Pierre André de Suffren de Saint-Tropez n’est pas un des ineffables gendarmes qui ont fait les choux gras d’un certain cinéma français. Né dans une famille noble provençale, Suffren monte les échelons tant dans la marine royale (jusqu’au grade de vice-amiral) que dans l’ordre de Saint-Jean-de-Jérusalem (il en deviendra le bailli).


Le duc de Choiseul, dans les années 1760, entreprend, entre autres tâches, la modernisation de la marine royale, dont il pressent qu’elle peut être un atout pour prendre, un jour, une revanche sur l’Angleterre, après la désastreuse défaite française dans la guerre de Sept Ans.
Suffren, lui, sert en Méditerranée, notamment contre les pirates et corsaires de Salé, ou, en congé de la marine française, sur les galères de Malte. Puis vient le temps de la guerre américaine, sous les ordres de l’amiral d’Estaing, sans résultat vraiment décisif.

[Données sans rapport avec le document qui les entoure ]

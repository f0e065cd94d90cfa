//! Copy propagation.
//!
//! Folds move chains into their consumers: algebraic modifiers
//! (`absneg.f`/`absneg.s` and friends) are combined into the consuming
//! source where the ISA permits, constant-file reads are forwarded past
//! same-type movs, and inline immediates are either encoded directly or
//! demoted to a constant-pool slot. Eliminated movs are left dead for DCE.
//!
//! No fold is ever applied speculatively: every rewrite is first checked
//! against the encoding constraints, and an inexpressible fold simply
//! reports no progress.

use crate::context::Compiler;
use crate::ir::{Block, Inst, NumType, OpPayload, RegFlags, Shader};
use crate::isa::valid_flags;
use crate::timing;
use smallvec::SmallVec;

/// Run copy propagation over the whole shader. Returns `true` if anything
/// changed.
pub fn copy_propagate(sh: &mut Shader, compiler: &Compiler) -> bool {
    let _tt = timing::copy_prop();
    let mut progress = false;
    let blocks: Vec<Block> = sh.layout.blocks().collect();
    for block in blocks {
        let insts: Vec<Inst> = sh.layout.block_insts(block).collect();
        for inst in insts {
            progress |= instr_cp(sh, compiler, inst);
        }
        progress |= eliminate_output_movs(sh, block);
    }
    progress
}

/// Fold the sources of one instruction to a local fixpoint.
fn instr_cp(sh: &mut Shader, compiler: &Compiler, inst: Inst) -> bool {
    let mut progress_any = false;
    loop {
        let mut progress = false;
        let nsrcs = sh.insts[inst].srcs.len();
        for n in 0..nsrcs {
            progress |= reg_cp(sh, compiler, inst, n);
        }
        if !progress {
            break;
        }
        progress_any = true;
    }
    progress_any
}

/// Is `inst` a mov that copy propagation may eliminate?
///
/// `allow_modifier_mov` admits `absneg.f`/`absneg.s`, whose whole purpose
/// is a foldable modifier.
pub fn is_eligible_mov(sh: &Shader, inst: Inst, allow_modifier_mov: bool) -> bool {
    use crate::ir::{InstrFlags, Opcode};
    let data = &sh.insts[inst];
    match data.opcode {
        Opcode::Mov => {
            if !data.is_same_type_mov() {
                return false;
            }
        }
        Opcode::AbsnegF | Opcode::AbsnegS => {
            if !allow_modifier_mov {
                return false;
            }
        }
        _ => return false,
    }
    if data.flags.contains(InstrFlags::SAT) {
        return false;
    }
    if data.dsts.len() != 1 || data.srcs.len() != 1 {
        return false;
    }
    let dst = sh.regs[data.dsts[0]].flags;
    let src = sh.regs[data.srcs[0]].flags;
    if !src.contains(RegFlags::SSA)
        || src.intersects(RegFlags::CONST | RegFlags::IMMED | RegFlags::RELATIV | RegFlags::ARRAY)
    {
        return false;
    }
    if dst.intersects(
        RegFlags::PREDICATE | RegFlags::ADDR | RegFlags::RELATIV | RegFlags::ARRAY,
    ) {
        return false;
    }
    // Widening a half shared value through a mov is kept as an explicit
    // instruction on targets with the shared-register quirk.
    if sh.gpu.mov_half_shared_quirk
        && src.contains(RegFlags::HALF | RegFlags::SHARED)
        && !dst.contains(RegFlags::HALF)
    {
        return false;
    }
    true
}

/// Combine a producer's source flags into a consumer source.
///
/// Negations cancel in pairs, an outer absolute value absorbs an inner
/// negation, absolute values are idempotent, and the value-source bits
/// (immediate/constant/relative/array) and file bits travel with the
/// producer.
pub fn combine_flags(producer: RegFlags, consumer: RegFlags) -> RegFlags {
    let mut p = producer;
    if consumer.contains(RegFlags::FABS) {
        p.remove(RegFlags::FNEG);
    }
    if consumer.contains(RegFlags::SABS) {
        p.remove(RegFlags::SNEG);
    }
    let mut out = consumer;
    for neg in [RegFlags::FNEG, RegFlags::SNEG, RegFlags::BNOT] {
        if p.contains(neg) {
            out.toggle(neg);
        }
    }
    out.insert(p.intersection(RegFlags::FABS | RegFlags::SABS));
    out.insert(p.intersection(RegFlags::ROLE));
    out.remove(RegFlags::HALF | RegFlags::SHARED);
    out.insert(p.intersection(RegFlags::HALF | RegFlags::SHARED));
    out
}

/// One fold attempt for source `n` of `inst`.
fn reg_cp(sh: &mut Shader, compiler: &Compiler, inst: Inst, n: usize) -> bool {
    let src = sh.insts[inst].srcs[n];
    if !sh.regs[src].flags.contains(RegFlags::SSA) {
        return false;
    }
    let Some(def) = sh.regs[src].def.expand() else {
        return false;
    };
    let Some(mov) = sh.regs[def].instr.expand() else {
        return false;
    };

    if is_eligible_mov(sh, mov, true) {
        return fold_ssa_mov(sh, inst, n, mov);
    }

    // Same-type movs from the constant file or an immediate are not
    // "eligible" (their source is not an SSA reference) but can still be
    // forwarded.
    if sh.insts[mov].is_same_type_mov()
        && sh.insts[mov].dsts.len() == 1
        && sh.insts[mov].srcs.len() == 1
        && !sh.insts[mov]
            .flags
            .contains(crate::ir::InstrFlags::SAT)
    {
        let mov_src = sh.insts[mov].srcs[0];
        let role = sh.regs[mov_src].flags;
        if role.intersects(RegFlags::CONST | RegFlags::RELATIV) {
            return fold_const_mov(sh, compiler, inst, n, mov);
        }
        if role.contains(RegFlags::IMMED) {
            return fold_immed_mov(sh, compiler, inst, n, mov);
        }
    }
    false
}

/// Fold an eligible mov of an SSA value: combine modifiers and retarget the
/// consumer source at the mov's own source.
fn fold_ssa_mov(sh: &mut Shader, inst: Inst, n: usize, mov: Inst) -> bool {
    let src = sh.insts[inst].srcs[n];
    let mov_src = sh.insts[mov].srcs[0];
    let mut new_flags = combine_flags(sh.regs[mov_src].flags, sh.regs[src].flags);

    // A compare result is already non-negative, so a signed abs on it is a
    // no-op and can be dropped to make the fold expressible.
    if new_flags.contains(RegFlags::SABS) {
        if let Some(ultimate) = sh.regs[mov_src].def.expand() {
            if sh.is_known_bool(ultimate) {
                new_flags.remove(RegFlags::SABS);
            }
        }
    }

    let mut pos = n;
    if !valid_flags(sh, inst, n, new_flags) {
        match swap_cat3_for(sh, inst, n, new_flags) {
            Some(new_pos) => pos = new_pos,
            None => return false,
        }
    }

    let new_def = sh.regs[mov_src].def;
    debug_assert!(new_def.is_some());
    let target = sh.insts[inst].srcs[pos];
    sh.regs[target].flags = new_flags;
    sh.regs[target].def = new_def;

    // The consumer now uses the producer's producer.
    let new_owner = sh.regs[new_def.unwrap()].instr.unwrap();
    sh.insts[new_owner].use_count += 1;
    sh.insts[mov].use_count = sh.insts[mov].use_count.saturating_sub(1);
    log::trace!("cp: folded mov {mov} into {inst} src{pos}");
    true
}

/// Fold a same-type mov whose source reads the constant file (possibly
/// relative).
fn fold_const_mov(
    sh: &mut Shader,
    compiler: &Compiler,
    inst: Inst,
    n: usize,
    mov: Inst,
) -> bool {
    let src = sh.insts[inst].srcs[n];
    let mov_src = sh.insts[mov].srcs[0];
    let msd = sh.regs[mov_src].clone();
    let new_flags = combine_flags(msd.flags, sh.regs[src].flags);

    if msd.flags.contains(RegFlags::RELATIV) {
        // Only one address register per instruction, and the values must
        // agree.
        let mov_addr = sh.insts[mov].address;
        let inst_addr = sh.insts[inst].address;
        if mov_addr.is_some() && inst_addr.is_some() && mov_addr != inst_addr {
            return false;
        }
        // Relative offset 0 in the second cat3 constant slot triggers a
        // documented encoding bug on quirked targets.
        if compiler.gpu.cat3_rel_offset_0_quirk
            && sh.insts[inst].opcode.category() == crate::ir::Category::Cat3
            && n == 2
            && msd.array_offset == 0
        {
            return false;
        }
    }

    // Width changes across the fold. The constant file is 32-bit storage:
    // widening a 16-bit read is not expressible, and narrowing is only
    // meaningful for float consumers reading a float constant.
    let mov_types = match sh.insts[mov].payload {
        OpPayload::Mov { src_type, .. } => src_type,
        _ => return false,
    };
    let const_half = msd.flags.contains(RegFlags::HALF);
    let use_half = sh.regs[src].flags.contains(RegFlags::HALF);
    if const_half && !use_half {
        return false;
    }
    if !const_half && use_half {
        if !sh.insts[inst].opcode.is_float() {
            return false;
        }
        if matches!(mov_types, NumType::U16 | NumType::S16) {
            return false;
        }
    }

    let mut pos = n;
    if !valid_flags(sh, inst, n, new_flags) {
        match swap_cat3_for(sh, inst, n, new_flags) {
            Some(new_pos) => pos = new_pos,
            None => return false,
        }
    }

    let target = sh.insts[inst].srcs[pos];
    {
        let rd = &mut sh.regs[target];
        rd.flags = new_flags;
        rd.flags.remove(RegFlags::SSA);
        rd.def = None.into();
        rd.num = msd.num;
        rd.array = msd.array;
        rd.array_offset = msd.array_offset;
        rd.array_base = msd.array_base;
    }
    if msd.flags.contains(RegFlags::RELATIV) && sh.insts[inst].address.is_none() {
        if let Some(addr) = sh.insts[mov].address.expand() {
            let owner = sh.regs[addr].instr.unwrap();
            sh.insts[inst].address = addr.into();
            sh.insts[owner].use_count += 1;
            if sh.regs[addr].num & 1 == 0 {
                sh.a0_users.push(inst);
            } else {
                sh.a1_users.push(inst);
            }
        }
    }
    sh.insts[mov].use_count = sh.insts[mov].use_count.saturating_sub(1);
    log::trace!("cp: folded const mov {mov} into {inst} src{pos}");
    true
}

/// Fold a same-type mov of an inline immediate: encode it inline when the
/// consumer can, otherwise demote it to a constant slot.
fn fold_immed_mov(
    sh: &mut Shader,
    compiler: &Compiler,
    inst: Inst,
    n: usize,
    mov: Inst,
) -> bool {
    let src = sh.insts[inst].srcs[n];
    let mov_src = sh.insts[mov].srcs[0];
    let msd = sh.regs[mov_src].clone();
    let mut new_flags = combine_flags(msd.flags, sh.regs[src].flags);

    // Pre-evaluate modifiers on the literal.
    let mut bits = msd.imm;
    let half = new_flags.contains(RegFlags::HALF);
    if new_flags.contains(RegFlags::SABS) {
        bits = (bits as i32).unsigned_abs();
    }
    if new_flags.contains(RegFlags::SNEG) {
        bits = (bits as i32).wrapping_neg() as u32;
    }
    if new_flags.contains(RegFlags::BNOT) {
        bits = !bits;
    }
    let sign_bit = if half { 0x8000 } else { 0x8000_0000 };
    if new_flags.contains(RegFlags::FABS) {
        bits &= !sign_bit;
    }
    if new_flags.contains(RegFlags::FNEG) {
        bits ^= sign_bit;
    }
    new_flags.remove(RegFlags::MODS);

    if valid_flags(sh, inst, n, new_flags) {
        let target = sh.insts[inst].srcs[n];
        let rd = &mut sh.regs[target];
        rd.flags = new_flags;
        rd.flags.remove(RegFlags::SSA);
        rd.def = None.into();
        rd.imm = bits;
        rd.num = crate::ir::INVALID_REG;
        sh.insts[mov].use_count = sh.insts[mov].use_count.saturating_sub(1);
        log::trace!("cp: inlined immediate from {mov} into {inst} src{n}");
        return true;
    }

    if !compiler.options.lower_imm_to_const {
        return false;
    }

    let mut const_flags = new_flags;
    const_flags.remove(RegFlags::IMMED);
    const_flags.insert(RegFlags::CONST);
    let mut pos = n;
    if !valid_flags(sh, inst, n, const_flags) {
        match swap_cat3_for(sh, inst, n, const_flags) {
            Some(new_pos) => pos = new_pos,
            None => return false,
        }
    }

    // Half float literals widen: the hardware's half constants are read
    // from 32-bit slots.
    let mut pool_bits = bits;
    if half && sh.insts[inst].opcode.is_float() {
        pool_bits = crate::ir::reg::half_to_f32(bits as u16).to_bits();
    }
    let idx = sh.consts.lookup_or_add_imm(pool_bits);

    let target = sh.insts[inst].srcs[pos];
    let rd = &mut sh.regs[target];
    rd.flags = const_flags;
    rd.flags.remove(RegFlags::SSA);
    rd.def = None.into();
    rd.num = idx;
    rd.imm = 0;
    sh.insts[mov].use_count = sh.insts[mov].use_count.saturating_sub(1);
    log::trace!("cp: demoted immediate from {mov} to c[{idx}] in {inst} src{pos}");
    true
}

/// Try to rewrite a cat3 `mad`/`sad` so a constant-like operand lands in a
/// position that can encode it. Returns the operand's new index.
///
/// `mad` is commutative in its first two sources; `sad` additionally in all
/// three. The `swapped` payload bit keeps the rewrite from ping-ponging.
fn swap_cat3_for(sh: &mut Shader, inst: Inst, n: usize, flags: RegFlags) -> Option<usize> {
    let opcode = sh.insts[inst].opcode;
    if !(opcode.is_mad() || opcode.is_sad()) || n != 1 {
        return None;
    }
    if !flags.intersects(
        RegFlags::CONST | RegFlags::RELATIV | RegFlags::SHARED | RegFlags::IMMED,
    ) {
        return None;
    }
    match sh.insts[inst].payload {
        OpPayload::Cat3 { swapped } if swapped => return None,
        OpPayload::Cat3 { .. } => {}
        _ => return None,
    }

    let mut candidates: SmallVec<[usize; 2]> = SmallVec::new();
    if opcode.is_sad() {
        candidates.push(2);
    }
    candidates.push(0);

    for &other in &candidates {
        sh.insts[inst].srcs.swap(n, other);
        let displaced = sh.insts[inst].srcs[n];
        let displaced_flags = sh.regs[displaced].flags;
        if valid_flags(sh, inst, other, flags) && valid_flags(sh, inst, n, displaced_flags) {
            sh.insts[inst].payload = OpPayload::Cat3 { swapped: true };
            log::trace!("cp: swapped {inst} srcs {n} and {other}");
            return Some(other);
        }
        sh.insts[inst].srcs.swap(n, other);
    }
    None
}

/// Eliminate movs whose only consumer is the block's keeps list: the keep
/// entry is rewritten to pin the producer directly.
fn eliminate_output_movs(sh: &mut Shader, block: Block) -> bool {
    let mut progress = false;
    let keeps = sh.blocks[block].keeps.clone();
    for (i, &keep) in keeps.iter().enumerate() {
        if !is_eligible_mov(sh, keep, false) || sh.insts[keep].use_count != 0 {
            continue;
        }
        let src = sh.insts[keep].srcs[0];
        if sh.regs[src].flags.intersects(RegFlags::MODS) {
            continue;
        }
        let Some(producer) = sh.ssa_def_instr(src) else {
            continue;
        };
        sh.blocks[block].keeps[i] = producer;
        sh.remove_instr(keep);
        log::trace!("cp: rewrote keep to {producer}, removed output mov {keep}");
        progress = true;
    }
    progress
}
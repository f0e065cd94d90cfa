//! Cursor library.
//!
//! This module defines cursor data types that can be used for inserting
//! instructions into a shader.

use crate::ir;
use crate::ir::builder::InsertBuilder;

/// The possible positions of a cursor.
#[derive(Clone, Copy, PartialEq, Eq, Debug)]
pub enum CursorPosition {
    /// Cursor is not pointing anywhere. No instructions can be inserted.
    Nowhere,
    /// Cursor is pointing at an existing instruction.
    /// New instructions will be inserted *before* the current instruction.
    At(ir::Inst),
    /// Cursor is before the beginning of a block. No instructions can be
    /// inserted. Calling `next_inst()` will move to the first instruction.
    Before(ir::Block),
    /// Cursor is pointing after the end of a block.
    /// New instructions will be appended to the block.
    After(ir::Block),
}

/// All cursor types implement the `Cursor` trait, which provides common
/// navigation operations.
pub trait Cursor {
    /// Get the current cursor position.
    fn position(&self) -> CursorPosition;

    /// Set the current position.
    fn set_position(&mut self, pos: CursorPosition);

    /// Borrow a reference to the shader layout this cursor is navigating.
    fn layout(&self) -> &ir::Layout;

    /// Borrow a mutable reference to the shader layout.
    fn layout_mut(&mut self) -> &mut ir::Layout;

    /// Rebuild this cursor positioned at `pos`.
    fn at_position(mut self, pos: CursorPosition) -> Self
    where
        Self: Sized,
    {
        self.set_position(pos);
        self
    }

    /// Rebuild this cursor positioned at `inst`.
    fn at_inst(mut self, inst: ir::Inst) -> Self
    where
        Self: Sized,
    {
        self.goto_inst(inst);
        self
    }

    /// Rebuild this cursor positioned after `inst`.
    fn after_inst(mut self, inst: ir::Inst) -> Self
    where
        Self: Sized,
    {
        self.goto_after_inst(inst);
        self
    }

    /// Rebuild this cursor positioned at the top of `block`.
    fn at_top(mut self, block: ir::Block) -> Self
    where
        Self: Sized,
    {
        self.goto_top(block);
        self
    }

    /// Rebuild this cursor positioned at the bottom of `block`.
    fn at_bottom(mut self, block: ir::Block) -> Self
    where
        Self: Sized,
    {
        self.goto_bottom(block);
        self
    }

    /// Get the block corresponding to the current position.
    fn current_block(&self) -> Option<ir::Block> {
        use self::CursorPosition::*;
        match self.position() {
            Nowhere => None,
            At(inst) => self.layout().inst_block(inst),
            Before(block) | After(block) => Some(block),
        }
    }

    /// Get the instruction corresponding to the current position, if any.
    fn current_inst(&self) -> Option<ir::Inst> {
        match self.position() {
            CursorPosition::At(inst) => Some(inst),
            _ => None,
        }
    }

    /// Go to a specific instruction which must be inserted in the layout.
    /// New instructions will be inserted before `inst`.
    fn goto_inst(&mut self, inst: ir::Inst) {
        debug_assert!(self.layout().inst_block(inst).is_some());
        self.set_position(CursorPosition::At(inst));
    }

    /// Go to the position after `inst`, which must be inserted in the
    /// layout.
    fn goto_after_inst(&mut self, inst: ir::Inst) {
        debug_assert!(self.layout().inst_block(inst).is_some());
        let new_pos = if let Some(next) = self.layout().next_inst(inst) {
            CursorPosition::At(next)
        } else {
            CursorPosition::After(
                self.layout()
                    .inst_block(inst)
                    .expect("current instruction removed?"),
            )
        };
        self.set_position(new_pos);
    }

    /// Go to the top of `block`. At this position, instructions cannot be
    /// inserted, but `next_inst()` will move to the first instruction.
    fn goto_top(&mut self, block: ir::Block) {
        debug_assert!(self.layout().is_block_inserted(block));
        self.set_position(CursorPosition::Before(block));
    }

    /// Go to the bottom of `block`. At this position, inserted instructions
    /// will be appended to `block`.
    fn goto_bottom(&mut self, block: ir::Block) {
        debug_assert!(self.layout().is_block_inserted(block));
        self.set_position(CursorPosition::After(block));
    }

    /// Go to the top of the next block in layout order and return it.
    ///
    /// - If the cursor wasn't pointing at anything, go to the top of the
    ///   first block in the shader.
    /// - If there are no more blocks, leave the cursor pointing at nothing
    ///   and return `None`.
    fn next_block(&mut self) -> Option<ir::Block> {
        let next = if let Some(block) = self.current_block() {
            self.layout().next_block(block)
        } else {
            self.layout().entry_block()
        };
        self.set_position(match next {
            Some(block) => CursorPosition::Before(block),
            None => CursorPosition::Nowhere,
        });
        next
    }

    /// Move to the next instruction in the same block and return it.
    ///
    /// This method will never move the cursor to a different block.
    fn next_inst(&mut self) -> Option<ir::Inst> {
        use self::CursorPosition::*;
        match self.position() {
            Nowhere | After(..) => None,
            At(inst) => {
                if let Some(next) = self.layout().next_inst(inst) {
                    self.set_position(At(next));
                    Some(next)
                } else {
                    let pos = After(
                        self.layout()
                            .inst_block(inst)
                            .expect("current instruction removed?"),
                    );
                    self.set_position(pos);
                    None
                }
            }
            Before(block) => {
                if let Some(next) = self.layout().first_inst(block) {
                    self.set_position(At(next));
                    Some(next)
                } else {
                    self.set_position(After(block));
                    None
                }
            }
        }
    }

    /// Move to the previous instruction in the same block and return it.
    fn prev_inst(&mut self) -> Option<ir::Inst> {
        use self::CursorPosition::*;
        match self.position() {
            Nowhere | Before(..) => None,
            At(inst) => {
                if let Some(prev) = self.layout().prev_inst(inst) {
                    self.set_position(At(prev));
                    Some(prev)
                } else {
                    let pos = Before(
                        self.layout()
                            .inst_block(inst)
                            .expect("current instruction removed?"),
                    );
                    self.set_position(pos);
                    None
                }
            }
            After(block) => {
                if let Some(prev) = self.layout().last_inst(block) {
                    self.set_position(At(prev));
                    Some(prev)
                } else {
                    self.set_position(Before(block));
                    None
                }
            }
        }
    }

    /// Insert an instruction at the current position.
    ///
    /// - If pointing at an instruction, the new instruction is inserted
    ///   before it.
    /// - If pointing at the bottom of a block, the new instruction is
    ///   appended to the block.
    /// - Otherwise panic.
    ///
    /// The cursor is not moved, so repeated calls insert in program order.
    fn insert_inst(&mut self, inst: ir::Inst) {
        use self::CursorPosition::*;
        match self.position() {
            Nowhere | Before(..) => panic!("invalid insert_inst position"),
            At(cur) => self.layout_mut().insert_inst(inst, cur),
            After(block) => self.layout_mut().append_inst(inst, block),
        }
    }
}

/// Shader cursor.
///
/// A `ShaderCursor` holds a mutable reference to a whole `ir::Shader` while
/// keeping a position too. The shader can be re-borrowed by accessing the
/// public `cur.shader` member.
pub struct ShaderCursor<'s> {
    pos: CursorPosition,

    /// The referenced shader.
    pub shader: &'s mut ir::Shader,
}

impl<'s> ShaderCursor<'s> {
    /// Create a new `ShaderCursor` pointing nowhere.
    pub fn new(shader: &'s mut ir::Shader) -> Self {
        Self {
            pos: CursorPosition::Nowhere,
            shader,
        }
    }

    /// Create an instruction builder that inserts at the current position.
    pub fn ins(&mut self) -> InsertBuilder<'_, 's> {
        InsertBuilder::new(self)
    }
}

impl<'s> Cursor for ShaderCursor<'s> {
    fn position(&self) -> CursorPosition {
        self.pos
    }

    fn set_position(&mut self, pos: CursorPosition) {
        self.pos = pos;
    }

    fn layout(&self) -> &ir::Layout {
        &self.shader.layout
    }

    fn layout_mut(&mut self) -> &mut ir::Layout {
        &mut self.shader.layout
    }
}

#[cfg(test)]
mod tests {
    use super::*;
    use crate::context::GpuInfo;
    use crate::ir::{Opcode, Shader, ShaderStage};

    #[test]
    fn cursor_walks_blocks_and_insts() {
        let mut sh = Shader::new(GpuInfo::default(), ShaderStage::Compute);
        let b0 = sh.create_block();
        let b1 = sh.create_block();
        let i0 = sh.create_instr(Opcode::Nop, 0, 0);
        let i1 = sh.create_instr(Opcode::Nop, 0, 0);
        sh.layout.append_inst(i0, b0);
        sh.layout.append_inst(i1, b1);

        let mut cur = ShaderCursor::new(&mut sh);
        let mut seen = Vec::new();
        while let Some(_block) = cur.next_block() {
            while let Some(inst) = cur.next_inst() {
                seen.push(inst);
            }
        }
        assert_eq!(seen, [i0, i1]);
        assert_eq!(cur.position(), CursorPosition::Nowhere);

        cur.goto_bottom(b0);
        assert_eq!(cur.current_block(), Some(b0));
        assert_eq!(cur.prev_inst(), Some(i0));
    }

    #[test]
    fn insert_before_current() {
        let mut sh = Shader::new(GpuInfo::default(), ShaderStage::Compute);
        let b0 = sh.create_block();
        let end = sh.create_instr(Opcode::End, 0, 0);
        sh.layout.append_inst(end, b0);

        let mut cur = ShaderCursor::new(&mut sh).at_inst(end);
        let a = cur.shader.create_instr(Opcode::Nop, 0, 0);
        cur.insert_inst(a);
        let b = cur.shader.create_instr(Opcode::Nop, 0, 0);
        cur.insert_inst(b);
        let order: Vec<_> = cur.shader.layout.block_insts(b0).collect();
        assert_eq!(order, [a, b, end]);
    }
}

C’est l’année 1781 qui marque le tournant pour Suffren, qui se voit confier le commandement d’une division de 6 vaisseaux. Oh, alors que la guerre d’indépendance américaine bat son plein, la mission de Suffren peut sembler anecdotique, puisqu’elle doit le mener bien loin du terrain d’opération majeur : appareillant de Brest en avril 1781, il doit aller écarter la menace de la Royal Navy de la colonie hollandaise du Cap, au sud de l’Afrique, avant de se rendre dans l’océan Indien pour y jouer un rôle encore mal défini.
En route vers le Cap, Suffren surprend le 16 avril 1781, au mouillage à Porto Praya dans l’archipel du Cap-Vert, une flotte anglaise de navires marchands accompagnés de vaisseaux de guerre. Après une violente canonnade, il ne peut toutefois pas remporter une victoire décisive, et poursuit son chemin. Au Cap, la population hollandaise se révèle plus anglophile que francophile, mais Suffren arrive à éloigner les navires de l’amiral Johnstone, cette même escadre qu’il avait en partie étrillée à Porto Praya.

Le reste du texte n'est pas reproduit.